How did human civilization even decide upon the length of a ‘second’ of time?

by hovAdov

Though it’s the unit upon which most all other units of time are based (esp. our dense and complicated years of history), it still seems an arbitrary length of... time. As something seemingly so conceptual and relative as time, how was a second determined to be what it was?

ARealFool

There is a book that came out not too long about the tenth of a second by Jimena Canales, which delves into the scientific bickering which led to the definition of, well, a tenth of a second. Though I feel Barbara Adam's Time is an excellent introduction into humanity's attempts at conceptualizing time, in which she goes from pretty much our earliest mythologies to the present day to track exactly how humans have tried to measure time and use this knowledge to organize their lives. Her work isn't necessarily focused on the length of a second though. I'll try to answer your question but it's honestly quite a rabbit hole that could possibly extend back to our earliest maths.

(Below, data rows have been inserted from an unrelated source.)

use std::collections::HashMap;
use std::sync::Arc;

use tracing::debug;

use crate::scope::EntityType;
use crate::settings::{Settings, DEFAULT_COLUMN};

/// Keeps entity types by name, so that collection accessors can find the
/// type a name like `"posts"` refers to.
pub struct Registry {
    kept: HashMap<String, Arc<dyn EntityType>>,
    default_column: String,
}

impl Registry {
    pub fn new() -> Self {
        Self {
            kept: HashMap::new(),
            default_column: DEFAULT_COLUMN.to_string(),
        }
    }
    pub fn with_settings(settings: &Settings) -> Self {
        Self {
            kept: HashMap::new(),
            default_column: settings.default_column.clone(),
        }
    }
    /// Keeps the type under its own name, returning any type previously kept
    /// under that name.
    pub fn register(&mut self, entity: Arc<dyn EntityType>) -> Option<Arc<dyn EntityType>> {
        let name = entity.name().to_string();
        debug!(entity = %name, "registering entity type");
        self.kept.insert(name, entity)
    }
    pub fn lookup(&self, name: &str) -> Option<Arc<dyn EntityType>> {
        self.kept.get(name).cloned()
    }
    pub fn contains(&self, name: &str) -> bool {
        self.kept.contains_key(name)
    }
    pub fn default_column(&self) -> &str {
        &self.default_column
    }
    pub fn len(&self) -> usize {
        self.kept.len()
    }
    pub fn is_empty(&self) -> bool {
        self.kept.is_empty()
    }
    pub fn names(&self) -> Vec<&str> {
        let mut names: Vec<&str> = self.kept.keys().map(String::as_str).collect();
        names.sort();
        names
    }
}

impl Default for Registry {
    fn default() -> Self {
        Self::new()
    }
}
//! The seams between time ranges and whatever stores the records.
//!
//! An [`EntityType`] is anything records can be looked up for. Types that can
//! filter their records by a timestamp column additionally hand out a
//! [`DateRangeScope`]; [`crate::persist::Table`] is the SQLite backed one.

use chrono::{DateTime, Utc};
pub use rusqlite::types::Value;

use crate::error::Result;

/// The `in_date_range` scope: every record whose `column` lies within
/// `[starting, ending]`, both ends inclusive.
pub trait DateRangeScope {
    fn in_date_range(
        &self,
        starting: DateTime<Utc>,
        ending: DateTime<Utc>,
        column: &str,
    ) -> Result<Vec<Record>>;
}

pub trait EntityType {
    /// The type name records are looked up by, e.g. `"ActivityEvent"`.
    fn name(&self) -> &str;
    /// Overrides the configured default timestamp column for this type.
    fn timestamp_column(&self) -> Option<&str> {
        None
    }
    fn date_range_scope(&self) -> Option<&dyn DateRangeScope> {
        None
    }
}

// ------------- Record -------------
/// One row of an entity type. Columns keep the order they were selected in.
#[derive(PartialEq, Clone, Debug)]
pub struct Record {
    entity: String,
    values: Vec<(String, Value)>,
}

impl Record {
    pub fn new(entity: &str) -> Self {
        Self {
            entity: entity.to_string(),
            values: Vec::new(),
        }
    }
    pub fn with(mut self, column: &str, value: impl Into<Value>) -> Self {
        self.insert(column, value);
        self
    }
    pub fn insert(&mut self, column: &str, value: impl Into<Value>) {
        let value = value.into();
        match self.values.iter_mut().find(|(name, _)| name == column) {
            Some((_, kept)) => *kept = value,
            None => self.values.push((column.to_string(), value)),
        }
    }
    pub fn entity(&self) -> &str {
        &self.entity
    }
    pub fn get(&self, column: &str) -> Option<&Value> {
        self.values
            .iter()
            .find(|(name, _)| name == column)
            .map(|(_, value)| value)
    }
    pub fn text(&self, column: &str) -> Option<&str> {
        match self.get(column) {
            Some(Value::Text(text)) => Some(text.as_str()),
            _ => None,
        }
    }
    pub fn integer(&self, column: &str) -> Option<i64> {
        match self.get(column) {
            Some(Value::Integer(value)) => Some(*value),
            _ => None,
        }
    }
    pub fn columns(&self) -> impl Iterator<Item = &str> {
        self.values.iter().map(|(name, _)| name.as_str())
    }
}
use criterion::{black_box, criterion_group, criterion_main, Criterion};
use std::sync::Arc;

use active_time::inflect::classify;
use active_time::persist::{PersistenceMode, Persistor};
use active_time::{Month, Registry, TimeArg, TimeRange};

fn construction(c: &mut Criterion) {
    c.bench_function("calendar day", |b| {
        b.iter(|| TimeRange::new(black_box(&[TimeArg::Int(2008), TimeArg::Int(11), TimeArg::Int(14)])))
    });
    c.bench_function("calendar month", |b| b.iter(|| Month::of(black_box(2008), black_box(2))));
}

fn description(c: &mut Criterion) {
    let range = TimeRange::day(2008, 11, 14).unwrap();
    c.bench_function("description", |b| b.iter(|| black_box(&range).description()));
}

fn inflection(c: &mut Criterion) {
    c.bench_function("classify", |b| {
        b.iter(|| {
            for name in ["posts", "activity_events", "users", "summaries", "people"] {
                black_box(classify(black_box(name)));
            }
        })
    });
}

fn collection(c: &mut Criterion) {
    let persistor = Persistor::new(PersistenceMode::InMemory).unwrap();
    persistor
        .execute_batch(
            "
            create table posts (id integer primary key, created_at text);
            with recursive n(i) as (select 0 union all select i + 1 from n where i < 999)
            insert into posts (created_at) select datetime('2008-01-01', '+' || (i * 8) || ' hours') from n;
            ",
        )
        .unwrap();
    let mut registry = Registry::new();
    registry.register(Arc::new(persistor.table("Post").unwrap()));
    let november = Month::of(2008, 11).unwrap();
    c.bench_function("collection", |b| {
        b.iter(|| november.collection(&registry, black_box("posts"), None).unwrap())
    });
}

criterion_group!(benches, construction, description, inflection, collection);
criterion_main!(benches);
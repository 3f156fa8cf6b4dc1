//! Whole calendar units.
//!
//! [`Year`], [`Month`] and [`Day`] wrap a [`TimeRange`] and differ from it only
//! in how they are constructed. Besides explicit components they accept any
//! single instant, from which the enclosing unit is inferred:
//!
//! ```
//! use active_time::Month;
//! use chrono::{TimeZone, Utc};
//! let from_time = Month::containing(Utc.with_ymd_and_hms(2008, 11, 14, 7, 0, 0).unwrap()).unwrap();
//! let from_parts = Month::of(2008, 11).unwrap();
//! assert_eq!(from_time, from_parts);
//! assert_eq!(from_time.ending(), Utc.with_ymd_and_hms(2008, 11, 30, 23, 59, 59).unwrap());
//! ```
//!
//! Everything a [`TimeRange`] offers is reachable through `Deref`, so
//! `Day::of(2008, 11, 14)?.description()` is `"on November 14, 2008"`.

use chrono::{DateTime, Datelike, Utc};
use std::fmt;
use std::ops;

use crate::error::{ActiveTimeError, Result};
use crate::range::{TimeArg, TimeRange};

// Generates the read-only plumbing shared by every calendar unit.
macro_rules! calendar_unit {
    ($unit:ident) => {
        #[derive(PartialEq, Eq, Hash, Clone, Copy, Debug)]
        pub struct $unit(TimeRange);

        impl ops::Deref for $unit {
            type Target = TimeRange;
            fn deref(&self) -> &Self::Target {
                &self.0
            }
        }
        impl AsRef<TimeRange> for $unit {
            fn as_ref(&self) -> &TimeRange {
                &self.0
            }
        }
        impl From<$unit> for TimeRange {
            fn from(unit: $unit) -> TimeRange {
                unit.0
            }
        }
        impl fmt::Display for $unit {
            fn fmt(&self, f: &mut fmt::Formatter) -> fmt::Result {
                write!(f, "{}", self.0)
            }
        }
    };
}

calendar_unit!(Year);
calendar_unit!(Month);
calendar_unit!(Day);

impl Year {
    /// Accepts `(year)` or a single instant.
    pub fn new(args: &[TimeArg]) -> Result<Self> {
        match args {
            [] => Err(ActiveTimeError::invalid(
                "arguments must either be (a time) or (year)",
            )),
            [TimeArg::Instant(instant)] => Self::containing(*instant),
            [year] => Self::of(year.component()?),
            _ => Err(ActiveTimeError::invalid(format!(
                "a year takes one argument, got {}",
                args.len()
            ))),
        }
    }
    pub fn of(year: i32) -> Result<Self> {
        TimeRange::from_calendar(&[year]).map(Self)
    }
    pub fn containing(instant: DateTime<Utc>) -> Result<Self> {
        Self::of(instant.year())
    }
}

impl Month {
    /// Accepts `(year, month)` or a single instant.
    pub fn new(args: &[TimeArg]) -> Result<Self> {
        match args {
            [] => Err(ActiveTimeError::invalid(
                "arguments must either be (a time) or (year, month)",
            )),
            [TimeArg::Instant(instant)] => Self::containing(*instant),
            [year, month] => Self::of(year.component()?, month.component()?),
            _ => Err(ActiveTimeError::invalid(format!(
                "a month takes a time or a year and a month, got {} arguments",
                args.len()
            ))),
        }
    }
    pub fn of(year: i32, month: i32) -> Result<Self> {
        TimeRange::from_calendar(&[year, month]).map(Self)
    }
    pub fn containing(instant: DateTime<Utc>) -> Result<Self> {
        Self::of(instant.year(), instant.month() as i32)
    }
}

impl Day {
    /// Accepts `(year, month, day)` or a single instant.
    pub fn new(args: &[TimeArg]) -> Result<Self> {
        match args {
            [] => Err(ActiveTimeError::invalid(
                "arguments must either be (a time) or (year, month, day)",
            )),
            [TimeArg::Instant(instant)] => Self::containing(*instant),
            [year, month, day] => Self::of(year.component()?, month.component()?, day.component()?),
            _ => Err(ActiveTimeError::invalid(format!(
                "a day takes a time or a year, a month and a day, got {} arguments",
                args.len()
            ))),
        }
    }
    pub fn of(year: i32, month: i32, day: i32) -> Result<Self> {
        TimeRange::from_calendar(&[year, month, day]).map(Self)
    }
    pub fn containing(instant: DateTime<Utc>) -> Result<Self> {
        Self::of(instant.year(), instant.month() as i32, instant.day() as i32)
    }
}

When it comes to time, what humans have basically always done is look for stuff that happens regularly and use those repeating cycles as their basis for social organization, which in practice meant looking at the sun, moon and star cycles and basing their time on that. To be clear, the historiography has moved past classic conceptions of cyclical time perception having been replaced by a linear time with the rise of modernity. Instead you could see the planet's motion through the universe as humanity's first clock, as something that repeated with a reasonable expectation of uniformity. Throughout human civilizations there are divisions coinciding with the solar and lunar cycles, and in a sense you could trace a direct line of inheritance from ancient Babylonian months to our own current system. There is in fact a whole discipline called archaeoastronomy which attempts to read prehistoric monuments as astronomical calendars.

Now what does this have to do with the second? Once you chart the planet's rotation around the sun as taking approximately 360 days, a circle having 360 degrees suddenly becomes very useful for astronomic calculations. I've recently seen in a video that Sumerian mathematics used a sexagesimal number system, meaning it's based on the number 60, which would also help explain why they ended up dividing the day into specifically 24 parts which can be cleanly divided by 12, 6, 4, 3 and 2. I'm certainly no historian of ancient Sumerian or Chinese mathematics so forgive any errors, but the Chinese also divided their days into similar divisions (I believe also of 12 but I would need to check to be sure). We kind of ended up inheriting those divisions of time as time went on, having 12 hours of daylight and 12 hours of nighttime alternate daily as the standard in Judeo-Christian time.

We're still not there yet. These hours weren't uniform, they were still mostly based on the sun's cycle meaning they became longer or shorter depending on the season. The final step was for the mechanical clock to replace the earth's rotation as the ever-repeating pattern in which we could base our social organization. This is a tricky subject to tackle and I won't pretend to have the final answer on this transformation, though Vanessa Ogle's Global Transformation of Time attempts to tackle the question head-on. Suffice it to say various historians have wildly differing opinions on the nature of this transformation, though there is a consensus that the clock helped set in motion some kind of change which in turn became intrinsically linked to our passage into our still prevalent conception of time.

Part of this transformation, which to be clear needs to be situated between 1600-1900, meant the 24 hours of day night became uniform, abstracted and no longer tied to the seasons. Astronomers before that point had already used degrees and thus minutes and seconds in their calculations, which all points back to that original circle of the Earth's rotation and which eventually became co-opted by states worldwide as the single time standard. This in effect meant the length of a second had also been determined, considering the 24 hours were still based on the annual cycle of the Earth and could thus be astronomically calculated down to the minute and second.

By the way, today our second isn't defined this way, but instead is based on the amount of oscillations of a Caesium atom in certain circumstances as a way to link our conception of time with more fundamental cycles within the universe. Now to be clear, I've rushed through history all the way from prehistory to now and I've glossed over a lot of things, including different calendar reforms over the years and how certain elements of this new calendar seemed to catch on quicker than others. I also mostly told it from a eurocentric perspective as this is where scholarship tends to place this transformation, and it was afterwards exported throughout the world through their imperialism (even by states who weren't necessarily subject to it directly). It's an interesting subject though, and I hope to have somewhat answered your question.